小さいという概念は、そのものが発し得るエネルギーの総量とイコールではない。

『フラジャイル』の著者、松岡正剛さんは「弱さ」のことをこのように言っている。

「弱さ」は「強さ」の欠落ではない。(中略)部分でしかなく、引きちぎられた断片でしかないのに、ときに全体を脅かし、総体に抵抗する透明な微細力をもっているである。(中略)

フラジリティは大抵の場合強靭を否定し、つねに強制をいささか離れようとするが、フラジリティを捕まえて抑制するのは厄介である。フラジリティは壊れやすいくせにやけに柔軟であり、破損を好むくせに消滅がないからだ。それはつねに部分性であろうとするからである。
『フラジャイル』松岡正剛

それをナシーム・ニコラス・タレブは「反脆弱性」という言葉で表現した。

タレブは、いつ何が起こるかわからないこの予測不可能な時代は「反脆弱」でいないとまず生き残れないという。

反脆さは耐久力や頑健さを超越する。

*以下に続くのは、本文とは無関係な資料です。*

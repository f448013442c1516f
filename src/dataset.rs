use crate::config::Config;
use crate::filters::{City, DayOfWeek, MonthName};
use crate::BikeshareError;
use chrono::{Datelike, NaiveDateTime, Timelike};
use rayon::prelude::*;
use serde::{Deserialize, Serialize};
use std::fs::File;
use std::io::{self, Read};

const TIMESTAMP_FORMAT: &str = "%Y-%m-%d %H:%M:%S%.f";

/// Which optional columns the source carried.
#[derive(Debug, Clone, Copy, Default, PartialEq, Eq, Serialize)]
pub struct Schema {
    pub has_gender: bool,
    pub has_birth_year: bool,
}

impl Schema {
    fn from_headers(headers: &csv::StringRecord) -> Self {
        Schema {
            has_gender: headers.iter().any(|h| h == "Gender"),
            has_birth_year: headers.iter().any(|h| h == "Birth Year"),
        }
    }
}

#[derive(Debug, Deserialize)]
struct RawTrip {
    #[serde(rename = "Start Time")]
    start_time: String,
    #[serde(rename = "End Time")]
    end_time: String,
    #[serde(rename = "Trip Duration")]
    trip_duration: f64,
    #[serde(rename = "Start Station")]
    start_station: String,
    #[serde(rename = "End Station")]
    end_station: String,
    #[serde(rename = "User Type", default)]
    user_type: Option<String>,
    #[serde(rename = "Gender", default)]
    gender: Option<String>,
    #[serde(rename = "Birth Year", default)]
    birth_year: Option<f64>,
}

/// One trip plus the calendar fields derived from its start time.
#[derive(Debug, Clone, PartialEq, Serialize)]
pub struct Trip {
    pub start_time: NaiveDateTime,
    pub end_time: NaiveDateTime,
    pub duration: f64,
    pub start_station: String,
    pub end_station: String,
    pub user_type: Option<String>,
    pub gender: Option<String>,
    pub birth_year: Option<i32>,
    pub month: MonthName,
    pub day_of_week: DayOfWeek,
    pub start_hour: u32,
}

impl Trip {
    pub fn new(
        start_time: NaiveDateTime,
        end_time: NaiveDateTime,
        duration: f64,
        start_station: impl Into<String>,
        end_station: impl Into<String>,
        user_type: impl Into<String>,
    ) -> Self {
        Trip::from_parts(
            start_time,
            end_time,
            duration,
            start_station.into(),
            end_station.into(),
            Some(user_type.into()),
        )
    }

    fn from_parts(
        start_time: NaiveDateTime,
        end_time: NaiveDateTime,
        duration: f64,
        start_station: String,
        end_station: String,
        user_type: Option<String>,
    ) -> Self {
        Trip {
            start_time,
            end_time,
            duration,
            start_station,
            end_station,
            user_type,
            gender: None,
            birth_year: None,
            month: month_of(&start_time),
            day_of_week: DayOfWeek::from_weekday(start_time.weekday()),
            start_hour: start_time.hour(),
        }
    }

    #[cfg(test)]
    pub(crate) fn with_gender(mut self, gender: impl Into<String>) -> Self {
        self.gender = Some(gender.into());
        self
    }

    #[cfg(test)]
    pub(crate) fn with_birth_year(mut self, year: i32) -> Self {
        self.birth_year = Some(year);
        self
    }

    fn from_raw(raw: RawTrip, line: u64) -> Result<Self, BikeshareError> {
        let start_time = parse_timestamp(&raw.start_time, line)?;
        let end_time = parse_timestamp(&raw.end_time, line)?;
        if !raw.trip_duration.is_finite() || raw.trip_duration < 0.0 {
            return Err(BikeshareError::InvalidRecord {
                line,
                message: format!("invalid trip duration {}", raw.trip_duration),
            });
        }
        Ok(Trip {
            gender: raw.gender,
            birth_year: raw.birth_year.map(|year| year as i32),
            ..Trip::from_parts(
                start_time,
                end_time,
                raw.trip_duration,
                raw.start_station,
                raw.end_station,
                raw.user_type,
            )
        })
    }
}

fn month_of(timestamp: &NaiveDateTime) -> MonthName {
    // month0 is always 0..=11
    MonthName::ALL[timestamp.month0() as usize]
}

fn parse_timestamp(value: &str, line: u64) -> Result<NaiveDateTime, BikeshareError> {
    NaiveDateTime::parse_from_str(value.trim(), TIMESTAMP_FORMAT).map_err(|e| {
        BikeshareError::InvalidRecord {
            line,
            message: format!("bad timestamp '{}': {}", value, e),
        }
    })
}

/// An ordered, immutable collection of trips sharing a schema.
#[derive(Debug, Clone, Default)]
pub struct Dataset {
    schema: Schema,
    trips: Vec<Trip>,
}

impl Dataset {
    pub fn new(schema: Schema, trips: Vec<Trip>) -> Self {
        Dataset { schema, trips }
    }

    pub fn from_reader<R: Read>(reader: R) -> Result<Self, BikeshareError> {
        let mut rdr = csv::Reader::from_reader(reader);
        let headers = rdr.headers()?.clone();
        let schema = Schema::from_headers(&headers);

        let records: Vec<(u64, csv::StringRecord)> = rdr
            .records()
            .map(|r| {
                let record = r?;
                let line = record.position().map_or(0, |p| p.line());
                Ok((line, record))
            })
            .collect::<Result<_, BikeshareError>>()?;

        let trips = records
            .into_par_iter()
            .map(|(line, record)| {
                let raw: RawTrip = record.deserialize(Some(&headers)).map_err(|e| {
                    BikeshareError::InvalidRecord {
                        line,
                        message: e.to_string(),
                    }
                })?;
                Trip::from_raw(raw, line)
            })
            .collect::<Result<Vec<_>, _>>()?;

        Ok(Dataset { schema, trips })
    }

    pub fn schema(&self) -> Schema {
        self.schema
    }

    pub fn len(&self) -> usize {
        self.trips.len()
    }

    pub fn is_empty(&self) -> bool {
        self.trips.is_empty()
    }

    pub fn trips(&self) -> &[Trip] {
        &self.trips
    }

    pub fn iter(&self) -> std::slice::Iter<'_, Trip> {
        self.trips.iter()
    }

    /// Up to `len` trips starting at `start`; empty once `start` passes the end.
    pub fn slice(&self, start: usize, len: usize) -> &[Trip] {
        let start = start.min(self.trips.len());
        let end = start.saturating_add(len).min(self.trips.len());
        &self.trips[start..end]
    }

    fn retain(&self, keep: impl Fn(&Trip) -> bool + Sync) -> Dataset {
        let trips = self
            .trips
            .par_iter()
            .filter(|trip| keep(trip))
            .cloned()
            .collect();
        Dataset {
            schema: self.schema,
            trips,
        }
    }

    pub fn filter_month(&self, month: MonthName) -> Dataset {
        self.retain(|trip| trip.month == month)
    }

    pub fn filter_day(&self, day: DayOfWeek) -> Dataset {
        self.retain(|trip| trip.day_of_week == day)
    }

    /// Applies both optional filters in one pass; absent filters keep everything.
    pub fn filter(&self, month: Option<MonthName>, day: Option<DayOfWeek>) -> Dataset {
        self.retain(|trip| {
            month.is_none_or(|m| trip.month == m) && day.is_none_or(|d| trip.day_of_week == d)
        })
    }
}

/// Loads the city's trips and applies the optional month and day filters.
pub fn load(
    config: &Config,
    city: City,
    month: Option<MonthName>,
    day: Option<DayOfWeek>,
) -> Result<Dataset, BikeshareError> {
    let path = config.source_path(city);
    let file = File::open(&path).map_err(|e| match e.kind() {
        io::ErrorKind::NotFound => BikeshareError::DataNotFound {
            city,
            path: path.clone(),
        },
        _ => BikeshareError::Io(e),
    })?;

    let dataset = Dataset::from_reader(file)?;
    tracing::debug!(path = %path.display(), rows = dataset.len(), "loaded trip data");

    let filtered = dataset.filter(month, day);
    tracing::debug!(
        ?month,
        ?day,
        before = dataset.len(),
        after = filtered.len(),
        "applied time filters"
    );
    Ok(filtered)
}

耐久力のあるものは 、衝撃に耐え 、現状をキープする。だが 、反脆いものは衝撃を糧にする。この性質は 、どんなものにも当てはまる。地球上の種のひとつとしての人間の存在でさえ同じだ。
『反脆弱性』ナシーム・ニコラス・タレブ

弱い存在は脆く、可哀想に見えるかもしれない。だけど今日まで生き残ってきたありとあらゆる自然界のシステムの中で、強くて頑強だと思われていたものはすべて崩壊して絶滅してきた。恐竜は全滅し、百獣の王は今まさに絶滅危惧種とされている。

いつだって生き残ってきたのは、弱くて脆いものたちだった。

強さという概念も、可哀想という言葉も、結局人間がつくりだしたものでしかないのだから。

だから私は、いつまでも弱いものの味方であり、そして私自身も弱いものであり続けたい。



先ほど外に出たら、満点の星空が信じられないくらい綺麗だった。一瞬だけど蛍や流れ星も見れた。


こんな景色、煌々と街灯が立ち並ぶ便利な街では、絶対に見れないよ。